Which of the lines below hold "bail"? Please return each one.
***
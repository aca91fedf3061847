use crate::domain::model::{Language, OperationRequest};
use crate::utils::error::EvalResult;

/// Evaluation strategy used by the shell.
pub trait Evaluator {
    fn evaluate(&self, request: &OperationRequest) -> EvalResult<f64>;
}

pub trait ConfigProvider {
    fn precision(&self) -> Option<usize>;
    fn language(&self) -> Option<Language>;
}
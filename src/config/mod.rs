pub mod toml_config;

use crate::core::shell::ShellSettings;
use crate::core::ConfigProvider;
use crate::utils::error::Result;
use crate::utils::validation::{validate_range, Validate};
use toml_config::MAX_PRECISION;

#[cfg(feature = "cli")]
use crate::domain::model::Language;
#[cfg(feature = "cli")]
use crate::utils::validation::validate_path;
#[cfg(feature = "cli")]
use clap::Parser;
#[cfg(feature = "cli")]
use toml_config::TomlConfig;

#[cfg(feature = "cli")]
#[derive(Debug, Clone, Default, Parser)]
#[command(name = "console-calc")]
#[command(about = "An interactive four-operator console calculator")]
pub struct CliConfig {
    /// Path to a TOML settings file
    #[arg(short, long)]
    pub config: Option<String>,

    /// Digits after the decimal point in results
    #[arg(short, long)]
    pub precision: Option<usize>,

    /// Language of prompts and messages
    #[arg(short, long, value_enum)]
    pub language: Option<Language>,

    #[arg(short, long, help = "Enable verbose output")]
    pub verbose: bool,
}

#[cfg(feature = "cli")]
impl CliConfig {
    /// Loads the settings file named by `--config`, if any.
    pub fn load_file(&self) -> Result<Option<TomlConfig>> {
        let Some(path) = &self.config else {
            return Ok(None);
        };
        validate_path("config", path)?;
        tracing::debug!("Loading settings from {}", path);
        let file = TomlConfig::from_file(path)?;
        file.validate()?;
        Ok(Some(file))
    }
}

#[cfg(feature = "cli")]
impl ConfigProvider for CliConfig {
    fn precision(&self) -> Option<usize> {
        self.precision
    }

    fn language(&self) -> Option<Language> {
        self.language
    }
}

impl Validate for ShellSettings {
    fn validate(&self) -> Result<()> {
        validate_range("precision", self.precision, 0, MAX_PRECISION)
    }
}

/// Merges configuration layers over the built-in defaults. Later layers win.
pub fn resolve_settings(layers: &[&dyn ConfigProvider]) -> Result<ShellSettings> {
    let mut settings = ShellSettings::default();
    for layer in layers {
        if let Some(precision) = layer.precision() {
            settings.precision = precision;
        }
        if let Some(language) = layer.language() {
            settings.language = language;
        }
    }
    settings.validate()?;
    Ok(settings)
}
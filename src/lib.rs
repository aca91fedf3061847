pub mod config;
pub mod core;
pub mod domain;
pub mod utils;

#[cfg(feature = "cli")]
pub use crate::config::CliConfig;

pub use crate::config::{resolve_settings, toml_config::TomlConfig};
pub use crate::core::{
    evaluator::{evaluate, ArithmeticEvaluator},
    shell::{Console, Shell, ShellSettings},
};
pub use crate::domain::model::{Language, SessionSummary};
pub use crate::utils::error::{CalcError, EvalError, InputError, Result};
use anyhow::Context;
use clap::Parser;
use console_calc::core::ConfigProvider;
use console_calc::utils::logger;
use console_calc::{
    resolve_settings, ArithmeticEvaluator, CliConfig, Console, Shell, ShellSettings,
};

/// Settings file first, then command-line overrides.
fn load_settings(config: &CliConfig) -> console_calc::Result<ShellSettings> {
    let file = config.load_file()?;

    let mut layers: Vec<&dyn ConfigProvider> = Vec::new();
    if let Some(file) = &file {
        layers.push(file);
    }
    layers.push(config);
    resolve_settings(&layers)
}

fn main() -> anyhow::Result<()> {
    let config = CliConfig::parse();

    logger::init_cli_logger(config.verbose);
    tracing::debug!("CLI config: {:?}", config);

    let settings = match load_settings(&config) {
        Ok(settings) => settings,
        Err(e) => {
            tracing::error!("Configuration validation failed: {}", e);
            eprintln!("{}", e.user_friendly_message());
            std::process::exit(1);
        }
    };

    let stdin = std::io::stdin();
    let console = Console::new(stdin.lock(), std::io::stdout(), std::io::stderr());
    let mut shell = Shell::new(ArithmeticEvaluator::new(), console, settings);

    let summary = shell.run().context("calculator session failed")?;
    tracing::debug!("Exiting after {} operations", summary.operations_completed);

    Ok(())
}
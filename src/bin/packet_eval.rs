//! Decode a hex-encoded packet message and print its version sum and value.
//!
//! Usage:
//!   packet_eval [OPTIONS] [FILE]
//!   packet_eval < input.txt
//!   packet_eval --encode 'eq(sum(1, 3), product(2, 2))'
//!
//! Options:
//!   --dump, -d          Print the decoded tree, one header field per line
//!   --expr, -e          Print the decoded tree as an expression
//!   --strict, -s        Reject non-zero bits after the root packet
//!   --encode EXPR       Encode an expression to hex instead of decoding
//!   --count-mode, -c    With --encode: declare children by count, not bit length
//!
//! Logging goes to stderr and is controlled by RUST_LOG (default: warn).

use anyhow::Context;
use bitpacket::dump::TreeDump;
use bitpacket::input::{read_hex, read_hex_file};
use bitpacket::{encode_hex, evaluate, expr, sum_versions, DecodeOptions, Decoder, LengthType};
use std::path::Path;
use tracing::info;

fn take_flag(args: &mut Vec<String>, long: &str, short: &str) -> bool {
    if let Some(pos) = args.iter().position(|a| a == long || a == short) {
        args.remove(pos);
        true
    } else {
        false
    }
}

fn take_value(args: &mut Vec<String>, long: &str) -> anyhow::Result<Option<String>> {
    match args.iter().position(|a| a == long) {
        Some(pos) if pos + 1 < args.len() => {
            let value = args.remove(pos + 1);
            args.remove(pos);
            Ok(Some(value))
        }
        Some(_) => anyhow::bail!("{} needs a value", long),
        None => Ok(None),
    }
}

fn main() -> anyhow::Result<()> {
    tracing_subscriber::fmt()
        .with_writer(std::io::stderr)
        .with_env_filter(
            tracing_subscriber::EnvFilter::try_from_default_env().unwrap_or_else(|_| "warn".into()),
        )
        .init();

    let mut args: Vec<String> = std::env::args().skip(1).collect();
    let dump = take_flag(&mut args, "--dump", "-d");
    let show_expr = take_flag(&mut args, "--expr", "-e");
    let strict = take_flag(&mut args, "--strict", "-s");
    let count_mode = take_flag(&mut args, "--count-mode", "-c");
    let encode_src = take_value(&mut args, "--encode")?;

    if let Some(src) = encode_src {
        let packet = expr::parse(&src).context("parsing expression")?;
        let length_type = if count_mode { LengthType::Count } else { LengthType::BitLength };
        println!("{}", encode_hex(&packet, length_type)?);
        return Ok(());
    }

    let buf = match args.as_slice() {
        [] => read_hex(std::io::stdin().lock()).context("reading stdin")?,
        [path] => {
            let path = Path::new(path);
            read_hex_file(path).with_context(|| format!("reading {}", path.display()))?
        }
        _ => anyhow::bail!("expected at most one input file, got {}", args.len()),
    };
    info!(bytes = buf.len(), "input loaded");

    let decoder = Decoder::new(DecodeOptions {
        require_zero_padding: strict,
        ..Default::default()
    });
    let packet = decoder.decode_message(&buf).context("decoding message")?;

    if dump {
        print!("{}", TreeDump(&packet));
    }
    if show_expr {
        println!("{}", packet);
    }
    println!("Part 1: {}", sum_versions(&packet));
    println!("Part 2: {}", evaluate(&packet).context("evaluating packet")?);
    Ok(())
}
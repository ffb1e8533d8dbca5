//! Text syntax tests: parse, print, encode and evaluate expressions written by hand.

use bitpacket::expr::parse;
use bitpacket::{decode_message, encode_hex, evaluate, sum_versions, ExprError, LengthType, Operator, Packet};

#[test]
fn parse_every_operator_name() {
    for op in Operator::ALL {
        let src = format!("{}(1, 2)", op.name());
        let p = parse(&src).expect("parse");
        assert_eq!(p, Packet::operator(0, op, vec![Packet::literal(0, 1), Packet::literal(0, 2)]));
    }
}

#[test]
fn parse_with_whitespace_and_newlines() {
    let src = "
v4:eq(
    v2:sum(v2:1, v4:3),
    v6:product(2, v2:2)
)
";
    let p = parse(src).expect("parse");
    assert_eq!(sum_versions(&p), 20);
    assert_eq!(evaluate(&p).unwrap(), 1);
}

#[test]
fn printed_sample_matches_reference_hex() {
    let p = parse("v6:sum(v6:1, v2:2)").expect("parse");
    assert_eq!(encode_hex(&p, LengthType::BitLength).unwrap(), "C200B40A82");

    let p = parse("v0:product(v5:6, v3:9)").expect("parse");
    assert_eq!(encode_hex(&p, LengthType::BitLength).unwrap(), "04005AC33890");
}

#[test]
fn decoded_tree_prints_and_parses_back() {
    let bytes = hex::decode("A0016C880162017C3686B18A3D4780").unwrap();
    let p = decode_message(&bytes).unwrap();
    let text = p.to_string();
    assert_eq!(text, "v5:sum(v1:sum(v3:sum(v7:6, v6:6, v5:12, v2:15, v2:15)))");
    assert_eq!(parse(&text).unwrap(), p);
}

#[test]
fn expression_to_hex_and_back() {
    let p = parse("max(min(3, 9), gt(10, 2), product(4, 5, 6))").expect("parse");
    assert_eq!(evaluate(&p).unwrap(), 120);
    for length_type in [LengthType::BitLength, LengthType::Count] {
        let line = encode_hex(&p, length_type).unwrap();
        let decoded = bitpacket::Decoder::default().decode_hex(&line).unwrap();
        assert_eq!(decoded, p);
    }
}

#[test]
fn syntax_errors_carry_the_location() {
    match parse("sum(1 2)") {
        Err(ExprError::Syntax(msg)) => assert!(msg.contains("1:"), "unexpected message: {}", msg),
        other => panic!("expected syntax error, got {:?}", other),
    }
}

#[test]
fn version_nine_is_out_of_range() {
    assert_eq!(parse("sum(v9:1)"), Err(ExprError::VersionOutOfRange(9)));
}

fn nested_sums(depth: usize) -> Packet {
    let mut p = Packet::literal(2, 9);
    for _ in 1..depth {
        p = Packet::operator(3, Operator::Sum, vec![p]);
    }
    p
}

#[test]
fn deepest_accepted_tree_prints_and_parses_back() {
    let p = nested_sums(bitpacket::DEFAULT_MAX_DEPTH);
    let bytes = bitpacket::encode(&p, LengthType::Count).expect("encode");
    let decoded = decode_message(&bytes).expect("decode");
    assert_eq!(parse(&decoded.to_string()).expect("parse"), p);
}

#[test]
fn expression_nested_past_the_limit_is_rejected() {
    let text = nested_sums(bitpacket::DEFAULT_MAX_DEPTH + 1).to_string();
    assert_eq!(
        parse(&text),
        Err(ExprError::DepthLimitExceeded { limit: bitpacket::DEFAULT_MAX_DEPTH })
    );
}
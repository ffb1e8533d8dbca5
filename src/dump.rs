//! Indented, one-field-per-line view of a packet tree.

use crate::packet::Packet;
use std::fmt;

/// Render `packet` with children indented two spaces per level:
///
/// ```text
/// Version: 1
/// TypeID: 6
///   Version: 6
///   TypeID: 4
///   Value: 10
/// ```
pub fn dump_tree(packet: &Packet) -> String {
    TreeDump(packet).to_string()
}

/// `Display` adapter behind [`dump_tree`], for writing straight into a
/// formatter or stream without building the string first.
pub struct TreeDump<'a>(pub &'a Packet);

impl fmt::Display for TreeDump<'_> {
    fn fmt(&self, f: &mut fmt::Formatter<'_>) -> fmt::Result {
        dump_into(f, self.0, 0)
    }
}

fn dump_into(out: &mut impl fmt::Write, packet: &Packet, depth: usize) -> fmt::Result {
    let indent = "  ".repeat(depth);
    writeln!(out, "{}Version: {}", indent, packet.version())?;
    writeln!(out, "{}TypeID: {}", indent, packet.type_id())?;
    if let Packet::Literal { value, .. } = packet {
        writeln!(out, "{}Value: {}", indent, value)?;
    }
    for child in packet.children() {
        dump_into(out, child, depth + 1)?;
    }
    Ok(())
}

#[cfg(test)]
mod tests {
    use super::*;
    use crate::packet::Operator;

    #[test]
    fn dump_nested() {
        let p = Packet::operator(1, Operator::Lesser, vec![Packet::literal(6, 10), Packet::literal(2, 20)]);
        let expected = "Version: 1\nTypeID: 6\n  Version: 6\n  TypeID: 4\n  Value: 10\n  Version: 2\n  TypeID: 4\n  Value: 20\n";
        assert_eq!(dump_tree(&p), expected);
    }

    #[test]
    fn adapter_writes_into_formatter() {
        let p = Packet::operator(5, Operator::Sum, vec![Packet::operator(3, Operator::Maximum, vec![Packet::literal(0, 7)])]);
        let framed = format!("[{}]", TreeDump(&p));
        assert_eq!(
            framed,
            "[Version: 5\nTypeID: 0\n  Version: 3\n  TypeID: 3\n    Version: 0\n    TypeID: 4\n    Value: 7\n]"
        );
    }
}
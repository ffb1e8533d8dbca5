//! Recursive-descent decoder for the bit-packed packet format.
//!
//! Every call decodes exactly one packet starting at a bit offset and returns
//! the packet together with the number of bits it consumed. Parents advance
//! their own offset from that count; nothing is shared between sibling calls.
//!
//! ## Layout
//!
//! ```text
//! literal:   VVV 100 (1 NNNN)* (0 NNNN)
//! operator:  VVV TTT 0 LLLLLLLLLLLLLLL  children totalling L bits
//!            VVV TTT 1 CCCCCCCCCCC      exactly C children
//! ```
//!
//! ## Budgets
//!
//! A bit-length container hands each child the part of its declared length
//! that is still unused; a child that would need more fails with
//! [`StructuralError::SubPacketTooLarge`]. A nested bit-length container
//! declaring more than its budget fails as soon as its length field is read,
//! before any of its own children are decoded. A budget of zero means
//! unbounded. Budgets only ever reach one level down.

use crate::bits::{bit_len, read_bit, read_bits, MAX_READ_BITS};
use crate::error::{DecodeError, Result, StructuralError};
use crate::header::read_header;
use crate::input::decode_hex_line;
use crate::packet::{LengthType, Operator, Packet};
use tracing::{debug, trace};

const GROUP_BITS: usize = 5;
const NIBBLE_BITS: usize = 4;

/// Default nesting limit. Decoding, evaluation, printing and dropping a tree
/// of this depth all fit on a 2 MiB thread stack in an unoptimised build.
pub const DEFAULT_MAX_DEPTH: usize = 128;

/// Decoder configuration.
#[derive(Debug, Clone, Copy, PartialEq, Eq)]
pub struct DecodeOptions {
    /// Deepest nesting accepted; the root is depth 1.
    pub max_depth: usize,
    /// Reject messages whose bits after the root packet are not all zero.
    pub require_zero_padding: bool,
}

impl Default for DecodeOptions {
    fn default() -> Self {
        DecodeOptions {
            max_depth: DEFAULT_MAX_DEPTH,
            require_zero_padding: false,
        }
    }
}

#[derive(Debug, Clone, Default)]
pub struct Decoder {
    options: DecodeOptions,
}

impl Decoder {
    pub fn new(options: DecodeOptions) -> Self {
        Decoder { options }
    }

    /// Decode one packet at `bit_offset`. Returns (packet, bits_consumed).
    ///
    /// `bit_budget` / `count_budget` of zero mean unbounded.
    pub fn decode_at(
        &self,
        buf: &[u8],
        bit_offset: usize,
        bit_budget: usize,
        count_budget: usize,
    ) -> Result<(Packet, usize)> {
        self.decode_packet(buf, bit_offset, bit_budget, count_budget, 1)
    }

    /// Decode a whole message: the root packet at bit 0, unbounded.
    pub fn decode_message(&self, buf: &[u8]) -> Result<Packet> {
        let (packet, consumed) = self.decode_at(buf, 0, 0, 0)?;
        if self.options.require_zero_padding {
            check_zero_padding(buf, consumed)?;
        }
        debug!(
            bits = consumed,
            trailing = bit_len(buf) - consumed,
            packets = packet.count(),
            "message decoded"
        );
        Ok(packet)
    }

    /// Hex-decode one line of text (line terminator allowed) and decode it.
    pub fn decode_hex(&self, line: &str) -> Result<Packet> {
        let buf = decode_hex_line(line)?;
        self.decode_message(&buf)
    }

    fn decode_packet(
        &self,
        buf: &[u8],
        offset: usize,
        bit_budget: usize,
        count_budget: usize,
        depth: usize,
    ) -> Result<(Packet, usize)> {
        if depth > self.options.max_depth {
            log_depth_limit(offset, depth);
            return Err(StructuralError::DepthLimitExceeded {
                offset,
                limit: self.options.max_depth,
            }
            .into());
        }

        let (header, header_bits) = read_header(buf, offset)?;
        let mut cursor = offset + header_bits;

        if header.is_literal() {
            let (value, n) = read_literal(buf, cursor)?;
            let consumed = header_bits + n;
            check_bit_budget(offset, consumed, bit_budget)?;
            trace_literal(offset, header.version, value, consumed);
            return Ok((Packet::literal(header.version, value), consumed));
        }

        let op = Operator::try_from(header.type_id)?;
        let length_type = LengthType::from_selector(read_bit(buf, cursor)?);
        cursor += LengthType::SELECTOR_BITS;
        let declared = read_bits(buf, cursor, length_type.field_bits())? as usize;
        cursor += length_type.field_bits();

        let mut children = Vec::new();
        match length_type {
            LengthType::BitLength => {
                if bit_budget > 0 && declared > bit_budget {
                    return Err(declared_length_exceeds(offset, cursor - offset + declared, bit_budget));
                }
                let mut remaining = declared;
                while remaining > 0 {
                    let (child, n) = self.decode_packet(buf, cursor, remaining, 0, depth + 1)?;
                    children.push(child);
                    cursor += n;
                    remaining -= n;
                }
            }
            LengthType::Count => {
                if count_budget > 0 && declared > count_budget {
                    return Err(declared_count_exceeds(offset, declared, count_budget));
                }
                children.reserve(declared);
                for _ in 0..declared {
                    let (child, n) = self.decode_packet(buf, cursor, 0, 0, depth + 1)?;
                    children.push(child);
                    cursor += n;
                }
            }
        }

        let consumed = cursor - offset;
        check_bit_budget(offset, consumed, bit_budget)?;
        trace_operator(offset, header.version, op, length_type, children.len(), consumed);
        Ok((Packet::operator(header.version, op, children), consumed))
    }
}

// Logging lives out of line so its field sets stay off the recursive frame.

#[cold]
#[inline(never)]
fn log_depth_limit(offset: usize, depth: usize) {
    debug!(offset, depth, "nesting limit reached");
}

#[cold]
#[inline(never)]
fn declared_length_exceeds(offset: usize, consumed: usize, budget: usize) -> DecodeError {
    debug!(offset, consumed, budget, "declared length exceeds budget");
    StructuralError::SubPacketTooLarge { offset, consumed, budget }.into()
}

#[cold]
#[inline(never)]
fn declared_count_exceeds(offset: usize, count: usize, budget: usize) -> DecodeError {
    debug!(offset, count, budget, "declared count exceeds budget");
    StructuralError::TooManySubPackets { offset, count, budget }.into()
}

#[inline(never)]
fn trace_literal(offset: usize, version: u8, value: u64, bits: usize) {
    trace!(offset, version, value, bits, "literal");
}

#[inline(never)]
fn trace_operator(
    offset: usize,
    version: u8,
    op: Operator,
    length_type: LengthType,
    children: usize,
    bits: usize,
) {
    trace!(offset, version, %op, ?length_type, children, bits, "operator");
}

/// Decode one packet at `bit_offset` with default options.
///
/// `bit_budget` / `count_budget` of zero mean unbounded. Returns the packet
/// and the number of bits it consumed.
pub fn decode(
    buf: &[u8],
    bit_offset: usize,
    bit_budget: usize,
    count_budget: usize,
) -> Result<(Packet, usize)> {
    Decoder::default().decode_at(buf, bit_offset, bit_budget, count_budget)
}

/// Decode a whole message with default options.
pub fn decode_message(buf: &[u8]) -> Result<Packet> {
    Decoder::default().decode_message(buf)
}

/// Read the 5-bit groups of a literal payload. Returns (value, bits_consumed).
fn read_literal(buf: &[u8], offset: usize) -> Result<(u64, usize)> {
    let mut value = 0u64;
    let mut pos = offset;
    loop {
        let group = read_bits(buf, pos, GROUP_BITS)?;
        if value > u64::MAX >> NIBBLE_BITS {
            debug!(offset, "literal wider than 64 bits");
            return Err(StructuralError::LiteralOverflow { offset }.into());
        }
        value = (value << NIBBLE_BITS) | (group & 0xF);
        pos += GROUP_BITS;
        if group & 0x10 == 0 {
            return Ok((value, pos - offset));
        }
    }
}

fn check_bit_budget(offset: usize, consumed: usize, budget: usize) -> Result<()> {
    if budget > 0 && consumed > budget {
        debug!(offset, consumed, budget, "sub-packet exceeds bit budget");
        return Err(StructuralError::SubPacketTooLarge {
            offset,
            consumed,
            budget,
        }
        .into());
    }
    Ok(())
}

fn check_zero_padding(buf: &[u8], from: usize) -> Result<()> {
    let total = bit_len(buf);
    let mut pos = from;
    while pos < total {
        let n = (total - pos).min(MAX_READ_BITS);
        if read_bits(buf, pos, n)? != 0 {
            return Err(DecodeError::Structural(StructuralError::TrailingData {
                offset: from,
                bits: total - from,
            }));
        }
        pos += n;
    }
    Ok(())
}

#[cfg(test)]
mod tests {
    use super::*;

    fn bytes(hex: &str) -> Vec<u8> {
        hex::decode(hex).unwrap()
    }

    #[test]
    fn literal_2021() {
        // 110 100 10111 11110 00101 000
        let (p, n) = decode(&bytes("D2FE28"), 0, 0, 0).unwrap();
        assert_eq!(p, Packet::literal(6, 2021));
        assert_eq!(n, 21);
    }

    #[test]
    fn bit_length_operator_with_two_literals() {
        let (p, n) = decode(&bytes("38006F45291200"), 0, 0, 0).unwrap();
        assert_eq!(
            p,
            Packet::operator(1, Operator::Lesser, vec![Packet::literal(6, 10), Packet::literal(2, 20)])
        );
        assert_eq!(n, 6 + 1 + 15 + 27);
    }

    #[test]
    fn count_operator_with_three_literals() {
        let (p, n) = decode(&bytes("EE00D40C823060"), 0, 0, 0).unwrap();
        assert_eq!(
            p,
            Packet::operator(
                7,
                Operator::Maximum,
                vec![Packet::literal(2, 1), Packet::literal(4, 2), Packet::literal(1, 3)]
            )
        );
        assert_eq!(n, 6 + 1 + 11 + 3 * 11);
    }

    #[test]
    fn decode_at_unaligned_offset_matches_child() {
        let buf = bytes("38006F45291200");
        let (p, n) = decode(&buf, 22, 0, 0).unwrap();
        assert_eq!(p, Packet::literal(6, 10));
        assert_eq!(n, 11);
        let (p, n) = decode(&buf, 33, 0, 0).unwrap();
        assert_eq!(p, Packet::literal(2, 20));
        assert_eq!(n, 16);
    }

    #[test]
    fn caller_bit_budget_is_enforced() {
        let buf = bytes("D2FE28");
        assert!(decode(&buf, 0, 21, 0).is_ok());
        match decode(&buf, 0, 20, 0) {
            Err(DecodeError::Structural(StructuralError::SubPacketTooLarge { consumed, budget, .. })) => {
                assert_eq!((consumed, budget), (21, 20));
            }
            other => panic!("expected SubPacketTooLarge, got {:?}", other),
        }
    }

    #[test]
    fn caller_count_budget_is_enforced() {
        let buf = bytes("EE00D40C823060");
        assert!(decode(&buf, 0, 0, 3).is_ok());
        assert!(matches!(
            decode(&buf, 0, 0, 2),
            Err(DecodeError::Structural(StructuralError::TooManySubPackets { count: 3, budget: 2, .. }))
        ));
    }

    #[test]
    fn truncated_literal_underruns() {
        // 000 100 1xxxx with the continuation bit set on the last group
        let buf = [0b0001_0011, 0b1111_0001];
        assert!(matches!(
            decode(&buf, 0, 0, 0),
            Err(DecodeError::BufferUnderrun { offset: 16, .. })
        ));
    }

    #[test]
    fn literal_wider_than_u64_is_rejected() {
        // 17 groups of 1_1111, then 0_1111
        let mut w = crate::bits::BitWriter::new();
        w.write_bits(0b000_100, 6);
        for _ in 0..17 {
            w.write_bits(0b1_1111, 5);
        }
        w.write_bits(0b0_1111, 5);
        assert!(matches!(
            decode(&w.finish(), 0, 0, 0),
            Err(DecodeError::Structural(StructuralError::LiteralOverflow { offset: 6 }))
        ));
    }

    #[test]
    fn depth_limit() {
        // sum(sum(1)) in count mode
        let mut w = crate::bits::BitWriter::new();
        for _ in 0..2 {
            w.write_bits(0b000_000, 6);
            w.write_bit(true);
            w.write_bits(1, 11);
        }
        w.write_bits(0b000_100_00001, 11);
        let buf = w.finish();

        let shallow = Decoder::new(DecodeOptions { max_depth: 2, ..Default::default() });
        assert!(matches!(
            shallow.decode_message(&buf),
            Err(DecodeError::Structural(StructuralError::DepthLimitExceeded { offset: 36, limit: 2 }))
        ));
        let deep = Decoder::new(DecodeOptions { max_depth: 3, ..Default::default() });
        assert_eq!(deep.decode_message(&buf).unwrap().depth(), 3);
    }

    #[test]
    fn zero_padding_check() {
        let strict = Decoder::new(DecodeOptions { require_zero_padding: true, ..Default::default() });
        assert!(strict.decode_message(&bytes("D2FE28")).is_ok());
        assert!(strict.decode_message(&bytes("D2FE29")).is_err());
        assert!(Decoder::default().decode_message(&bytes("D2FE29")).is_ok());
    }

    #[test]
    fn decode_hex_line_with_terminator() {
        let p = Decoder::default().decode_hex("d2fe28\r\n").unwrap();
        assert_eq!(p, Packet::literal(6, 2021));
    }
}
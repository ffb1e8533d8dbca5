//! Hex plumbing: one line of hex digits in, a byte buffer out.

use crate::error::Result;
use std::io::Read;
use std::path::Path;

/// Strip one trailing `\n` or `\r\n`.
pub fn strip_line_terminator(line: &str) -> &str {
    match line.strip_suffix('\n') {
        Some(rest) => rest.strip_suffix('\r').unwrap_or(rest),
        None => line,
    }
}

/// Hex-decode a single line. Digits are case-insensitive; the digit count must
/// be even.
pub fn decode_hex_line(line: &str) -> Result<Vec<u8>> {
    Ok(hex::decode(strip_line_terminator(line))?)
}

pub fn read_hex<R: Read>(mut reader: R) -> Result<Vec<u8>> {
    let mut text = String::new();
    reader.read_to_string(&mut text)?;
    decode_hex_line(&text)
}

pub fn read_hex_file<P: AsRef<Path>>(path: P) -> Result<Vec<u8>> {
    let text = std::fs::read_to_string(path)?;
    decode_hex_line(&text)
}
***
● **Response area**:
        Some(_) => anyhow::bail!("{} needs a value", long),
        _ => anyhow::bail!("expected at most one input file, got {}", args.len()),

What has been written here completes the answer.